» Records shown

//! # Analog Delay — A Stereo AU/VST3/CLAP Delay Plugin
//!
//! An analog-style stereo delay built with
//! [nih-plug](https://github.com/robbert-vdh/nih-plug). One circular delay
//! buffer per channel, fractional delay times with linear interpolation,
//! a feedback loop, and independent wet and dry levels.
//!
//! ## Signal Flow
//!
//! ```text
//! Input ──┬──────────────────────────────────────────── × dry ───┐
//!         │                                                      │
//!         │    ┌───────────────────────────────────────┐         │
//!         │    │            FEEDBACK LOOP              │         │
//!         └──►(+)──► [Ring Buffer / Delay Line] ───────┤         │
//!              ▲      (one per channel, read at a      │         │
//!              │       fractional delay)               │         │
//!              │                  │                    │         │
//!              │                  ▼                    │         │
//!              └─── × feedback ── delayed_sample       │         │
//!                                 │                    │         │
//!                                 └───── × wet ───────────────►(+)──► Output
//! ```
//!
//! ## Two threads, no locks
//!
//! The host changes parameters from its own threads while the audio thread
//! runs `process()`. Parameter changes land in a lock-free
//! [`SharedParameters`] store through nih-plug value-change callbacks (see
//! `params.rs`); `process()` takes one snapshot of that store per buffer
//! and hands it to the [`DelayEngine`]. Buffers are allocated only in
//! `initialize()`, never on the audio thread.
//!
//! The engine itself has no host dependency beyond logging, so it can be
//! driven directly:
//!
//! ```no_run
//! use analog_delay::{DelayEngine, DelayParameters};
//!
//! let mut engine = DelayEngine::default();
//! engine.configure(48000.0, 2000.0).unwrap();
//! engine.set_parameters(&DelayParameters::default());
//!
//! let mut out = [0.0; 2];
//! engine.process_frame(&[1.0, 1.0], &mut out);
//! ```

pub mod dsp;
pub mod error;
mod params;

use std::num::NonZeroU32;
use std::sync::Arc;

use nih_plug::prelude::*;
use params::PluginParams;

pub use dsp::delay_line::DelayBuffer;
pub use dsp::engine::{DelayEngine, CHANNELS};
pub use dsp::lifecycle::{EngineConfig, EngineState};
pub use dsp::param_state::{DelayParameters, ParameterField, SharedParameters, MAX_DELAY_MS};
pub use error::ConfigureError;

/// Extra buffer beyond the longest settable delay, so 2000 ms does not
/// land on the `capacity - 1` clamp at any sample rate.
const DELAY_HEADROOM_MS: f32 = 100.0;

/// The plugin struct.
///
/// `params` is shared with the host (any thread may read or change it).
/// `engine` is owned by the audio thread and only touched in
/// `initialize()`, `reset()` and `process()`, which nih-plug never runs
/// concurrently.
struct AnalogDelay {
    params: Arc<PluginParams>,
    engine: DelayEngine,
}

impl Default for AnalogDelay {
    fn default() -> Self {
        let shared = Arc::new(SharedParameters::default());
        Self {
            params: Arc::new(PluginParams::new(Arc::clone(&shared))),
            // Unconfigured until initialize() tells us the sample rate.
            engine: DelayEngine::new(shared),
        }
    }
}

impl Plugin for AnalogDelay {
    const NAME: &'static str = "Analog Delay";
    const VENDOR: &'static str = "Loveless Audio";
    const URL: &'static str = "";
    const EMAIL: &'static str = "steve.loveless@gmail.com";
    const VERSION: &'static str = env!("CARGO_PKG_VERSION");

    // Stereo first since most tracks are stereo. In mono the single
    // channel runs through the left lane of the engine.
    const AUDIO_IO_LAYOUTS: &'static [AudioIOLayout] = &[
        AudioIOLayout {
            main_input_channels: NonZeroU32::new(2),
            main_output_channels: NonZeroU32::new(2),
            aux_input_ports: &[],
            aux_output_ports: &[],
            names: PortNames::const_default(),
        },
        AudioIOLayout {
            main_input_channels: NonZeroU32::new(1),
            main_output_channels: NonZeroU32::new(1),
            aux_input_ports: &[],
            aux_output_ports: &[],
            names: PortNames::const_default(),
        },
    ];

    const MIDI_INPUT: MidiConfig = MidiConfig::None;

    type SysExMessage = ();
    type BackgroundTask = ();

    fn params(&self) -> Arc<dyn Params> {
        self.params.clone()
    }

    /// Allocate the delay buffers for the host's sample rate.
    ///
    /// Called while audio is stopped, so allocating here is fine. Returning
    /// `false` tells the host we can't run with this configuration.
    fn initialize(
        &mut self,
        _audio_io_layout: &AudioIOLayout,
        buffer_config: &BufferConfig,
        _context: &mut impl InitContext<Self>,
    ) -> bool {
        let max_delay_ms = MAX_DELAY_MS + DELAY_HEADROOM_MS;
        if let Err(err) = self.engine.configure(buffer_config.sample_rate, max_delay_ms) {
            nih_error!("Cannot prepare the delay engine: {}", err);
            return false;
        }

        // Pick up values restored from a preset before the first buffer.
        self.params.publish_all();

        true
    }

    /// Transport stopped or the plugin was bypassed: drop any old echoes.
    fn reset(&mut self) {
        self.engine.reset();
    }

    /// Run the delay over one host buffer.
    ///
    /// One parameter snapshot covers the whole buffer, so every sample in
    /// it sees the same targets; the engine's smoothers glide between
    /// buffers.
    fn process(
        &mut self,
        buffer: &mut Buffer,
        _aux: &mut AuxiliaryBuffers,
        _context: &mut impl ProcessContext<Self>,
    ) -> ProcessStatus {
        let params = self.engine.parameters().snapshot();
        let mut outputs = [0.0; CHANNELS];

        for mut channel_samples in buffer.iter_samples() {
            let left = channel_samples.get_mut(0).map_or(0.0, |sample| *sample);
            // Mono layouts have no right channel; feed the left input twice.
            let right = channel_samples.get_mut(1).map_or(left, |sample| *sample);

            self.engine
                .process_frame_with(&params, &[left, right], &mut outputs);

            for (sample, output) in channel_samples.iter_mut().zip(outputs) {
                *sample = output;
            }
        }

        // Keep the host calling process() until the echoes have died away.
        ProcessStatus::Tail(self.engine.tail_samples(&params))
    }
}

impl ClapPlugin for AnalogDelay {
    const CLAP_ID: &'static str = "com.loveless-audio.analog-delay";
    const CLAP_DESCRIPTION: Option<&'static str> =
        Some("An analog-style stereo delay with feedback and wet/dry levels");
    const CLAP_MANUAL_URL: Option<&'static str> = None;
    const CLAP_SUPPORT_URL: Option<&'static str> = None;
    const CLAP_FEATURES: &'static [ClapFeature] = &[
        ClapFeature::AudioEffect,
        ClapFeature::Stereo,
        ClapFeature::Mono,
        ClapFeature::Delay,
    ];
}

impl Vst3Plugin for AnalogDelay {
    // 16 ASCII bytes; must never change once released.
    const VST3_CLASS_ID: [u8; 16] = *b"LvlssAnalogDly01";

    const VST3_SUBCATEGORIES: &'static [Vst3SubCategory] =
        &[Vst3SubCategory::Fx, Vst3SubCategory::Delay];
}

nih_export_clap!(AnalogDelay);
nih_export_vst3!(AnalogDelay);

// AUv2 entry point for Logic Pro, wrapping the CLAP export.
clap_wrapper::export_auv2!();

» What the task asks
Copy, with no alteration, the line that contains "ProcessStatus::Tail(self.engine.tail_samples(&params))" and each remaining line of the listing above.

» Result
        ProcessStatus::Tail(self.engine.tail_samples(&params))
    }
}

impl ClapPlugin for AnalogDelay {
    const CLAP_ID: &'static str = "com.loveless-audio.analog-delay";
    const CLAP_DESCRIPTION: Option<&'static str> =
        Some("An analog-style stereo delay with feedback and wet/dry levels");
    const CLAP_MANUAL_URL: Option<&'static str> = None;
    const CLAP_SUPPORT_URL: Option<&'static str> = None;
    const CLAP_FEATURES: &'static [ClapFeature] = &[
        ClapFeature::AudioEffect,
        ClapFeature::Stereo,
        ClapFeature::Mono,
        ClapFeature::Delay,
    ];
}

impl Vst3Plugin for AnalogDelay {
    // 16 ASCII bytes; must never change once released.
    const VST3_CLASS_ID: [u8; 16] = *b"LvlssAnalogDly01";

    const VST3_SUBCATEGORIES: &'static [Vst3SubCategory] =
        &[Vst3SubCategory::Fx, Vst3SubCategory::Delay];
}

nih_export_clap!(AnalogDelay);
nih_export_vst3!(AnalogDelay);

// AUv2 entry point for Logic Pro, wrapping the CLAP export.
clap_wrapper::export_auv2!();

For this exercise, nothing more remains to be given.